Using the material below, copy every line where "INDEX" appears.

::::

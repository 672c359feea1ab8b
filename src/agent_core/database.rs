//! SQLite database for the tool transcript and stream outcomes.
//!
//! Uses `rusqlite` in synchronous mode behind a mutex; writes are small and
//! happen once per tool call or stream end. WAL mode is enabled so readers
//! never block the loop.

use std::sync::Mutex;

use rusqlite::{params, Connection};
use serde::{Deserialize, Serialize};

use super::errors::AgentError;

// ─── Types ──────────────────────────────────────────────────────────────────

/// A tool invocation to append to the transcript.
#[derive(Debug, Clone)]
pub struct NewTranscriptEntry<'a> {
    pub channel_id: &'a str,
    pub cycle: u32,
    pub provider: &'a str,
    pub tool_name: &'a str,
    pub arguments: &'a serde_json::Value,
    pub result: &'a str,
    pub is_error: bool,
    /// [`AgentError::kind`] of a failed call.
    pub error_kind: Option<&'a str>,
    pub execution_time_ms: u64,
}

/// A stored transcript row.
#[derive(Debug, Clone, PartialEq, Serialize, Deserialize)]
pub struct TranscriptEntry {
    pub id: i64,
    pub channel_id: String,
    pub timestamp: String,
    pub cycle: u32,
    pub provider: String,
    pub tool_name: String,
    pub arguments: serde_json::Value,
    pub result: String,
    pub is_error: bool,
    pub error_kind: Option<String>,
    pub execution_time_ms: u64,
}

/// A finished stream.
#[derive(Debug, Clone, PartialEq, Serialize, Deserialize)]
pub struct StreamRun {
    pub channel_id: String,
    pub model: String,
    pub status: String,
    pub tool_calls: u32,
    pub started_at: String,
    pub finished_at: String,
}

// ─── Database ───────────────────────────────────────────────────────────────

/// SQLite database handle for the agent core.
pub struct AgentDatabase {
    conn: Mutex<Connection>,
}

impl AgentDatabase {
    /// Open (or create) the agent database at the given path.
    ///
    /// Pass `":memory:"` for an in-memory database (tests).
    pub fn open(path: &str) -> Result<Self, AgentError> {
        let conn = Connection::open(path)?;

        // Enable WAL mode for concurrent reads
        conn.execute_batch("PRAGMA journal_mode=WAL;")?;

        let db = Self {
            conn: Mutex::new(conn),
        };
        db.create_tables()?;
        Ok(db)
    }

    fn conn(&self) -> std::sync::MutexGuard<'_, Connection> {
        self.conn.lock().unwrap_or_else(|e| e.into_inner())
    }

    /// Create all required tables if they don't exist.
    fn create_tables(&self) -> Result<(), AgentError> {
        self.conn().execute_batch(
            "
            CREATE TABLE IF NOT EXISTS tool_transcript (
                id INTEGER PRIMARY KEY AUTOINCREMENT,
                channel_id TEXT NOT NULL,
                timestamp TEXT NOT NULL DEFAULT (datetime('now')),
                cycle INTEGER NOT NULL,
                provider TEXT NOT NULL,
                tool_name TEXT NOT NULL,
                arguments TEXT NOT NULL,
                result TEXT NOT NULL,
                is_error INTEGER NOT NULL DEFAULT 0,
                error_kind TEXT,
                execution_time_ms INTEGER NOT NULL DEFAULT 0
            );

            CREATE INDEX IF NOT EXISTS idx_transcript_channel
                ON tool_transcript(channel_id, id);

            CREATE TABLE IF NOT EXISTS stream_runs (
                id INTEGER PRIMARY KEY AUTOINCREMENT,
                channel_id TEXT NOT NULL,
                model TEXT NOT NULL,
                status TEXT NOT NULL,
                tool_calls INTEGER NOT NULL DEFAULT 0,
                started_at TEXT NOT NULL,
                finished_at TEXT NOT NULL DEFAULT (datetime('now'))
            );

            CREATE INDEX IF NOT EXISTS idx_runs_channel
                ON stream_runs(channel_id);
            ",
        )?;
        Ok(())
    }

    // ─── Transcript ─────────────────────────────────────────────────────

    /// Append one tool invocation. Returns the row id.
    pub fn insert_transcript_entry(&self, entry: &NewTranscriptEntry<'_>) -> Result<i64, AgentError> {
        let args_json = serde_json::to_string(entry.arguments)?;
        let conn = self.conn();
        conn.execute(
            "INSERT INTO tool_transcript
             (channel_id, cycle, provider, tool_name, arguments, result,
              is_error, error_kind, execution_time_ms)
             VALUES (?1, ?2, ?3, ?4, ?5, ?6, ?7, ?8, ?9)",
            params![
                entry.channel_id,
                entry.cycle,
                entry.provider,
                entry.tool_name,
                args_json,
                entry.result,
                entry.is_error as i32,
                entry.error_kind,
                entry.execution_time_ms as i64,
            ],
        )?;
        Ok(conn.last_insert_rowid())
    }

    /// Transcript for one channel, oldest first.
    pub fn get_transcript(&self, channel_id: &str) -> Result<Vec<TranscriptEntry>, AgentError> {
        let conn = self.conn();
        let mut stmt = conn.prepare(
            "SELECT id, channel_id, timestamp, cycle, provider, tool_name,
                    arguments, result, is_error, error_kind, execution_time_ms
             FROM tool_transcript
             WHERE channel_id = ?1
             ORDER BY id ASC",
        )?;

        let rows = stmt.query_map(params![channel_id], |row| {
            Ok(TranscriptEntry {
                id: row.get(0)?,
                channel_id: row.get(1)?,
                timestamp: row.get(2)?,
                cycle: row.get(3)?,
                provider: row.get(4)?,
                tool_name: row.get(5)?,
                arguments: parse_json_value(row.get::<_, String>(6)?),
                result: row.get(7)?,
                is_error: row.get::<_, i32>(8)? != 0,
                error_kind: row.get(9)?,
                execution_time_ms: row.get::<_, i64>(10)? as u64,
            })
        })?;

        let mut entries = Vec::new();
        for row in rows {
            entries.push(row?);
        }
        Ok(entries)
    }

    // ─── Stream Runs ────────────────────────────────────────────────────

    /// Record how a stream ended.
    pub fn insert_stream_run(
        &self,
        channel_id: &str,
        model: &str,
        status: &str,
        tool_calls: u32,
        started_at: &str,
    ) -> Result<(), AgentError> {
        self.conn().execute(
            "INSERT INTO stream_runs (channel_id, model, status, tool_calls, started_at)
             VALUES (?1, ?2, ?3, ?4, ?5)",
            params![channel_id, model, status, tool_calls, started_at],
        )?;
        Ok(())
    }

    /// Runs for one channel, oldest first.
    pub fn get_stream_runs(&self, channel_id: &str) -> Result<Vec<StreamRun>, AgentError> {
        let conn = self.conn();
        let mut stmt = conn.prepare(
            "SELECT channel_id, model, status, tool_calls, started_at, finished_at
             FROM stream_runs
             WHERE channel_id = ?1
             ORDER BY id ASC",
        )?;
        let rows = stmt.query_map(params![channel_id], |row| {
            Ok(StreamRun {
                channel_id: row.get(0)?,
                model: row.get(1)?,
                status: row.get(2)?,
                tool_calls: row.get(3)?,
                started_at: row.get(4)?,
                finished_at: row.get(5)?,
            })
        })?;

        let mut runs = Vec::new();
        for row in rows {
            runs.push(row?);
        }
        Ok(runs)
    }
}

// ─── Helpers ────────────────────────────────────────────────────────────────

/// Parse a JSON string into a serde_json::Value, defaulting to null.
fn parse_json_value(json: String) -> serde_json::Value {
    serde_json::from_str(&json).unwrap_or(serde_json::Value::Null)
}

// ─── Tests ──────────────────────────────────────────────────────────────────

#[cfg(test)]
mod tests {
    use super::*;

    fn test_db() -> AgentDatabase {
        AgentDatabase::open(":memory:").unwrap()
    }

    #[test]
    fn test_transcript_roundtrip_in_order() {
        let db = test_db();
        let args = serde_json::json!({"path": "/tmp"});

        for (cycle, tool) in [(1, "list_directory"), (2, "read_file")] {
            db.insert_transcript_entry(&NewTranscriptEntry {
                channel_id: "c1",
                cycle,
                provider: "fs",
                tool_name: tool,
                arguments: &args,
                result: "ok",
                is_error: cycle == 2,
                error_kind: (cycle == 2).then_some("provider_unreachable"),
                execution_time_ms: 12,
            })
            .unwrap();
        }

        let entries = db.get_transcript("c1").unwrap();
        assert_eq!(entries.len(), 2);
        assert_eq!(entries[0].tool_name, "list_directory");
        assert_eq!(entries[0].arguments["path"], "/tmp");
        assert!(!entries[0].is_error);
        assert!(entries[1].is_error);
        assert_eq!(entries[0].error_kind, None);
        assert_eq!(entries[1].error_kind.as_deref(), Some("provider_unreachable"));
        assert_eq!(entries[1].cycle, 2);
        assert!(db.get_transcript("other").unwrap().is_empty());
    }

    #[test]
    fn test_stream_runs() {
        let db = test_db();
        db.insert_stream_run("c1", "llama3.1", "completed", 3, "2024-01-01T00:00:00Z")
            .unwrap();
        let runs = db.get_stream_runs("c1").unwrap();
        assert_eq!(runs.len(), 1);
        assert_eq!(runs[0].status, "completed");
        assert_eq!(runs[0].tool_calls, 3);
    }

    #[test]
    fn test_reopen_file_database() {
        let dir = tempfile::TempDir::new().unwrap();
        let path = dir.path().join("agent.db");
        let path = path.to_str().unwrap();
        AgentDatabase::open(path)
            .unwrap()
            .insert_stream_run("c1", "m", "cancelled", 0, "t")
            .unwrap();
        assert_eq!(AgentDatabase::open(path).unwrap().get_stream_runs("c1").unwrap().len(), 1);
    }
}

::::

### [ANSWER SPACE]
            CREATE INDEX IF NOT EXISTS idx_transcript_channel
            CREATE INDEX IF NOT EXISTS idx_runs_channel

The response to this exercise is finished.